- _Exercise goal_: From the records below, find each line with the string "frontier" and copy it.
[Data extract — start]
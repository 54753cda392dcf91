//! Signal propagation: spreading activation across the ideom graph.
//!
//! Seeds are activated first, then activation flows along outgoing edges
//! one step at a time. Only ideoms that were (re)activated in a step form
//! the next frontier. There is no permanent visited set, so a cycle keeps
//! contributing until `max_steps` is reached. The step bound alone
//! guarantees termination.

use crate::temporal::TemporalHistory;
use ideom_core::config::PropagationConfig;
use ideom_core::error::Result;
use ideom_core::snapshot::ActivationSnapshot;
use ideom_core::topology::IdeomGraph;
use ideom_core::types::IdeomId;
use std::collections::BTreeSet;
use tracing::debug;

/// Spreads activation and keeps the temporal history that biases later
/// propagations.
#[derive(Debug, Clone)]
pub struct SignalPropagator {
    config: PropagationConfig,
    history: TemporalHistory,
}

impl SignalPropagator {
    pub fn new(config: PropagationConfig) -> Result<Self> {
        let history = match &config.temporal_weights {
            Some(weights) => TemporalHistory::with_weights(config.history_capacity, weights.clone())?,
            None => TemporalHistory::new(config.history_capacity),
        };
        Ok(Self { config, history })
    }

    pub fn config(&self) -> &PropagationConfig {
        &self.config
    }

    pub fn history(&self) -> &TemporalHistory {
        &self.history
    }

    pub fn history_mut(&mut self) -> &mut TemporalHistory {
        &mut self.history
    }

    /// Plain propagation. The result is not recorded in the history.
    pub fn propagate<G>(&self, graph: &mut G, seeds: &[IdeomId], strength: f64) -> ActivationSnapshot
    where
        G: IdeomGraph + ?Sized,
    {
        let mut snapshot = ActivationSnapshot::new();
        let mut frontier: Vec<IdeomId> = Vec::with_capacity(seeds.len());

        for seed in seeds {
            if let Some(level) = graph.activate(seed, strength) {
                snapshot.add_activation(seed.clone(), level);
                if !frontier.contains(seed) {
                    frontier.push(seed.clone());
                }
            }
        }

        let mut steps = 0;
        while steps < self.config.max_steps && !frontier.is_empty() {
            steps += 1;
            let mut next: Vec<IdeomId> = Vec::new();
            for source in &frontier {
                let Some(level) = graph.get(source).map(|i| i.activation_level) else {
                    continue;
                };
                for (target, weight) in graph.connections(source) {
                    let signal = level * weight;
                    if signal <= self.config.propagation_threshold {
                        continue;
                    }
                    if let Some(new_level) = graph.activate(&target, signal) {
                        snapshot.add_activation(target.clone(), new_level);
                        if !next.contains(&target) {
                            next.push(target);
                        }
                    }
                }
            }
            frontier = next;
        }

        debug!(
            seeds = seeds.len(),
            steps,
            activated = snapshot.len(),
            "propagation finished"
        );
        snapshot
    }

    /// Propagate `seeds` while `context` ideoms are activated separately at
    /// `context_strength`. The merged result is recorded in the history.
    pub fn propagate_with_context<G>(
        &mut self,
        graph: &mut G,
        seeds: &[IdeomId],
        context: &[IdeomId],
        strength: f64,
        context_strength: f64,
    ) -> ActivationSnapshot
    where
        G: IdeomGraph + ?Sized,
    {
        let mut context_snapshot = ActivationSnapshot::new();
        for id in context {
            if let Some(level) = graph.activate(id, context_strength) {
                context_snapshot.add_activation(id.clone(), level);
            }
        }
        let result = self.propagate(graph, seeds, strength).merge(&context_snapshot);
        self.history.push(result.clone());
        result
    }

    /// Force each listed ideom's activation to zero.
    pub fn inhibit<G>(&self, graph: &mut G, ids: &[IdeomId])
    where
        G: IdeomGraph + ?Sized,
    {
        for id in ids {
            graph.set_activation(id, 0.0);
        }
    }

    /// Inhibit, then propagate. The result is recorded in the history.
    pub fn propagate_with_inhibition<G>(
        &mut self,
        graph: &mut G,
        seeds: &[IdeomId],
        inhibited: &[IdeomId],
        strength: f64,
    ) -> ActivationSnapshot
    where
        G: IdeomGraph + ?Sized,
    {
        self.inhibit(graph, inhibited);
        let result = self.propagate(graph, seeds, strength);
        self.history.push(result.clone());
        result
    }

    /// Propagate with the history biasing the seeds.
    ///
    /// Persistent ideoms join the seeds (or are boosted if already seeds),
    /// rising ideoms are boosted or injected, falling seeds are damped.
    /// Each seed is propagated on its own and the results merge by maximum,
    /// then the blended history is merged in at `temporal_influence`.
    pub fn propagate_with_temporal_context<G>(
        &mut self,
        graph: &mut G,
        seeds: &[IdeomId],
        strength: f64,
        temporal_influence: f64,
        trend_influence: f64,
    ) -> ActivationSnapshot
    where
        G: IdeomGraph + ?Sized,
    {
        let blended = self.history.blended();
        let persistent = self.history.persistent(self.config.persistent_threshold);
        let increasing = self.history.increasing(self.config.trend_threshold);
        let decreasing = self.history.decreasing(self.config.trend_threshold);

        let mut adjusted: Vec<(IdeomId, f64)> = Vec::new();
        for id in seeds {
            if !adjusted.iter().any(|(seen, _)| seen == id) {
                adjusted.push((id.clone(), strength));
            }
        }
        for id in &persistent {
            match adjusted.iter_mut().find(|(seen, _)| seen == id) {
                Some((_, s)) => *s *= self.config.persistent_boost,
                None => adjusted.push((id.clone(), strength * self.config.persistent_seed_factor)),
            }
        }
        for id in &increasing {
            match adjusted.iter_mut().find(|(seen, _)| seen == id) {
                Some((_, s)) => *s *= 1.0 + trend_influence,
                None => adjusted.push((id.clone(), strength * trend_influence)),
            }
        }
        for id in &decreasing {
            if let Some((_, s)) = adjusted.iter_mut().find(|(seen, _)| seen == id) {
                *s *= 1.0 - trend_influence;
            }
        }

        let mut result = ActivationSnapshot::new();
        for (id, seed_strength) in &adjusted {
            let partial = self.propagate(graph, std::slice::from_ref(id), *seed_strength);
            result.absorb(&partial);
        }
        for (id, level) in blended.iter() {
            let weighted = level * temporal_influence;
            if weighted > 0.0 {
                result.add_activation(id.clone(), weighted);
            }
        }
        for prefab in blended.active_prefabs() {
            result.add_active_prefab(prefab.clone());
        }

        debug!(
            seeds = seeds.len(),
            persistent = persistent.len(),
            increasing = increasing.len(),
            decreasing = decreasing.len(),
            "temporal propagation finished"
        );
        self.history.push(result.clone());
        result
    }

    /// Propagate, then add a linear extrapolation for every ideom whose
    /// last two recorded levels are rising. The result is recorded in the
    /// history.
    pub fn propagate_with_pattern_prediction<G>(
        &mut self,
        graph: &mut G,
        seeds: &[IdeomId],
        strength: f64,
        prediction_weight: f64,
    ) -> ActivationSnapshot
    where
        G: IdeomGraph + ?Sized,
    {
        let mut result = self.propagate(graph, seeds, strength);
        let mut predicted = 0usize;
        for (id, trend) in self.history.detect_patterns(2) {
            if let [.., previous, last] = trend[..] {
                if last > previous {
                    let extrapolated = (last + (last - previous)).min(1.0);
                    result.add_activation(id, extrapolated * prediction_weight);
                    predicted += 1;
                }
            }
        }
        debug!(predicted, "pattern prediction applied");
        self.history.push(result.clone());
        result
    }

    /// Ids at or above `threshold` after a plain propagation.
    pub fn activation_spread<G>(
        &self,
        graph: &mut G,
        seeds: &[IdeomId],
        strength: f64,
        threshold: f64,
    ) -> BTreeSet<IdeomId>
    where
        G: IdeomGraph + ?Sized,
    {
        self.propagate(graph, seeds, strength)
            .active(threshold)
            .into_iter()
            .collect()
    }
}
[Data extract — finish]
- _Your solution_:
//! the next frontier. There is no permanent visited set, so a cycle keeps
        let mut frontier: Vec<IdeomId> = Vec::with_capacity(seeds.len());
                if !frontier.contains(seed) {
                    frontier.push(seed.clone());
        while steps < self.config.max_steps && !frontier.is_empty() {
            for source in &frontier {
            frontier = next;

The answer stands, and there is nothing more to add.